Ex-líder antivacina, médico italiano se diz arrependido: 'Temos mortos na consciência'


 
 

Um ex-líder antivacina, o médico Pasquale Bacco, de 49 anos, diz ter abandonado o movimento, do qual foi um dos principais nomes no país durante a pandemia da Covid-19. Em entrevistas recentes, ele diz ter mudado de opinião quanto ao medicamento após saber da morte de um homem de 29 anos, que tinha vídeos de discursos seus no celular.


— A família dele me contou que ele era meu fã. Não me falaram isso com raiva, pelo contrário, o que só faz doer mais. Sinto como se essa morte fosse minha culpa. Quando vi realidade com os meus próprios olhos, vi que estava errado — disse Bacco ao jornal italiano "Corriere della Serra" em entrevista publicada na sexta-feira.

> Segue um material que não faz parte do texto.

//! HTTP geocoding and timezone clients.

use async_trait::async_trait;
use serde::Deserialize;
use std::time::Duration;

use super::{GeocodedPlace, Geocoder, TimezoneResolver};
use crate::config::GeocodingConfig;
use crate::error::UpstreamError;

/// Nominatim search hit. Coordinates arrive as strings.
#[derive(Debug, Deserialize)]
struct NominatimHit {
    lat: String,
    lon: String,
    display_name: String,
}

/// Client for a Nominatim-compatible `/search` endpoint.
#[derive(Clone)]
pub struct NominatimGeocoder {
    http: reqwest::Client,
    url: String,
    language: String,
}

impl NominatimGeocoder {
    pub fn new(config: &GeocodingConfig) -> Result<Self, reqwest::Error> {
        let http = reqwest::Client::builder()
            .timeout(Duration::from_secs(config.timeout_secs))
            .user_agent(config.user_agent.clone())
            .build()?;

        Ok(Self {
            http,
            url: config.geocoder_url.clone(),
            language: config.language.clone(),
        })
    }
}

#[async_trait]
impl Geocoder for NominatimGeocoder {
    async fn geocode(&self, place: &str) -> Result<GeocodedPlace, UpstreamError> {
        let resp = self
            .http
            .get(&self.url)
            .query(&[
                ("q", place),
                ("format", "jsonv2"),
                ("limit", "1"),
                ("accept-language", self.language.as_str()),
            ])
            .send()
            .await
            .map_err(|e| UpstreamError::Geocoding(e.to_string()))?;

        if !resp.status().is_success() {
            return Err(UpstreamError::Geocoding(format!(
                "geocoder returned status {}",
                resp.status()
            )));
        }

        let hits: Vec<NominatimHit> = resp
            .json()
            .await
            .map_err(|e| UpstreamError::Geocoding(format!("malformed response: {e}")))?;

        let hit = hits
            .into_iter()
            .next()
            .ok_or_else(|| UpstreamError::PlaceNotFound(place.to_string()))?;

        parse_hit(hit)
    }
}

fn parse_hit(hit: NominatimHit) -> Result<GeocodedPlace, UpstreamError> {
    let coord = |raw: &str| {
        raw.parse::<f64>()
            .ok()
            .filter(|v| v.is_finite())
            .ok_or_else(|| UpstreamError::Geocoding(format!("unparseable coordinate '{raw}'")))
    };
    Ok(GeocodedPlace {
        latitude: coord(&hit.lat)?,
        longitude: coord(&hit.lon)?,
        display_name: hit.display_name,
    })
}

#[derive(Debug, Deserialize)]
struct TimezoneAnswer {
    #[serde(default)]
    timezone: Option<String>,
}

/// Client for a timezone lookup service: `GET {url}?lat=..&lon=..`
/// answering `{"timezone": "Europe/Berlin"}` or `{"timezone": null}`.
#[derive(Clone)]
pub struct HttpTimezoneResolver {
    http: reqwest::Client,
    url: String,
}

impl HttpTimezoneResolver {
    pub fn new(config: &GeocodingConfig) -> Result<Self, reqwest::Error> {
        let http = reqwest::Client::builder()
            .timeout(Duration::from_secs(config.timeout_secs))
            .user_agent(config.user_agent.clone())
            .build()?;

        Ok(Self {
            http,
            url: config.timezone_url.clone(),
        })
    }
}

#[async_trait]
impl TimezoneResolver for HttpTimezoneResolver {
    async fn timezone_at(&self, latitude: f64, longitude: f64) -> Result<Option<String>, UpstreamError> {
        let resp = self
            .http
            .get(&self.url)
            .query(&[("lat", latitude), ("lon", longitude)])
            .send()
            .await
            .map_err(|e| UpstreamError::Timezone(e.to_string()))?;

        match resp.status() {
            reqwest::StatusCode::NOT_FOUND => Ok(None),
            status if status.is_success() => {
                let answer: TimezoneAnswer = resp
                    .json()
                    .await
                    .map_err(|e| UpstreamError::Timezone(format!("malformed response: {e}")))?;
                Ok(answer.timezone.filter(|tz| !tz.trim().is_empty()))
            }
            status => Err(UpstreamError::Timezone(format!(
                "timezone service returned status {status}"
            ))),
        }
    }
}
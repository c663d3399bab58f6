//! Process Lock File Module
//!
//! Keeps two service processes from opening the same order database; sled
//! itself would fail with an opaque lock error on the second open.

use anyhow::{bail, Context, Result};
use std::fs;
use std::path::{Path, PathBuf};

/// PID lock file inside the data directory, removed on drop.
#[derive(Debug)]
pub struct ProcessLock {
    lock_path: PathBuf,
    owned: bool,
}

impl ProcessLock {
    const LOCK_FILE_NAME: &'static str = ".cosmo-profile.lock";

    /// Acquire the lock for `data_dir`, creating the directory if needed.
    ///
    /// Fails if another live instance holds it. A lock left behind by a dead
    /// process is taken over.
    pub fn acquire<P: AsRef<Path>>(data_dir: P) -> Result<Self> {
        let data_dir = data_dir.as_ref();
        fs::create_dir_all(data_dir)
            .with_context(|| format!("Failed to create data directory: {}", data_dir.display()))?;

        let lock_path = data_dir.join(Self::LOCK_FILE_NAME);

        if lock_path.exists() {
            match Self::holder(&lock_path) {
                Ok(Some(pid)) => bail!(
                    "Another cosmo-profile instance is already using {} (PID: {})\n\
                     If no other instance is running, remove the stale lock file:\n    rm {}",
                    data_dir.display(),
                    pid,
                    lock_path.display()
                ),
                Ok(None) => {
                    tracing::info!(path = %lock_path.display(), "Removing stale lock file");
                    fs::remove_file(&lock_path).context("Failed to remove stale lock file")?;
                }
                Err(e) => {
                    tracing::warn!(error = %e, "Unreadable lock file, replacing it");
                    let _ = fs::remove_file(&lock_path);
                }
            }
        }

        let pid = std::process::id();
        fs::write(&lock_path, format!("{pid}\n"))
            .with_context(|| format!("Failed to create lock file: {}", lock_path.display()))?;

        tracing::debug!(pid, path = %lock_path.display(), "Acquired process lock");
        Ok(Self {
            lock_path,
            owned: true,
        })
    }

    /// PID of a live process holding the lock, `None` if the lock is stale.
    fn holder(lock_path: &Path) -> Result<Option<u32>> {
        let contents = fs::read_to_string(lock_path).context("Failed to read lock file")?;
        let pid: u32 = contents
            .trim()
            .parse()
            .context("Failed to parse PID from lock file")?;

        if pid != std::process::id() && Self::is_process_running(pid) {
            Ok(Some(pid))
        } else {
            Ok(None)
        }
    }

    #[cfg(unix)]
    fn is_process_running(pid: u32) -> bool {
        // A recycled PID belonging to another program does not count
        fs::read_to_string(format!("/proc/{pid}/cmdline"))
            .map(|cmdline| cmdline.contains("cosmo-profile") || cmdline.contains("cosmo_profile"))
            .unwrap_or(false)
    }

    #[cfg(not(unix))]
    fn is_process_running(_pid: u32) -> bool {
        true
    }

    /// Release the lock (called automatically on drop)
    pub fn release(&mut self) {
        if self.owned {
            if let Err(e) = fs::remove_file(&self.lock_path) {
                tracing::warn!(error = %e, "Failed to remove lock file");
            } else {
                tracing::debug!(path = %self.lock_path.display(), "Released process lock");
            }
            self.owned = false;
        }
    }

    pub fn path(&self) -> &Path {
        &self.lock_path
    }
}

impl Drop for ProcessLock {
    fn drop(&mut self) {
        self.release();
    }
}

Ao longo dos últimos dois anos, o médico conta ter visitado cerca de 300 praças no país para realizar seus discursos negacionistas em cima de palanques de eventos batizados de "dias sem medo":

— Acredito que nós, que subimos aqueles degraus, temos mortos em nossas consciências. Todos nós antivacina fomos grandes covardes. Fomos às praças e, quando falávamos, sabíamos que as pessoas queriam escutar coisas fortes. Então provocamos mais e mais: há água de esgoto nas vacinas, os caixões de Bergamo estão todos vazios, ninguém morreu de Covid. Fomos grandes sacanas. — disse Bacco.


De acordo com o médico, ele já se vacinou contra a Covid-19 e tenta fazer as pessoas mudarem de opinião acerca do medicamento.


— Me vacinei e estou suspenso da Ordem dos Médicos por 6 meses. Não recorri, pois sinto que eu estava errado. Ser vacina pode ser um negócio e a oportunidade faz o ladrão.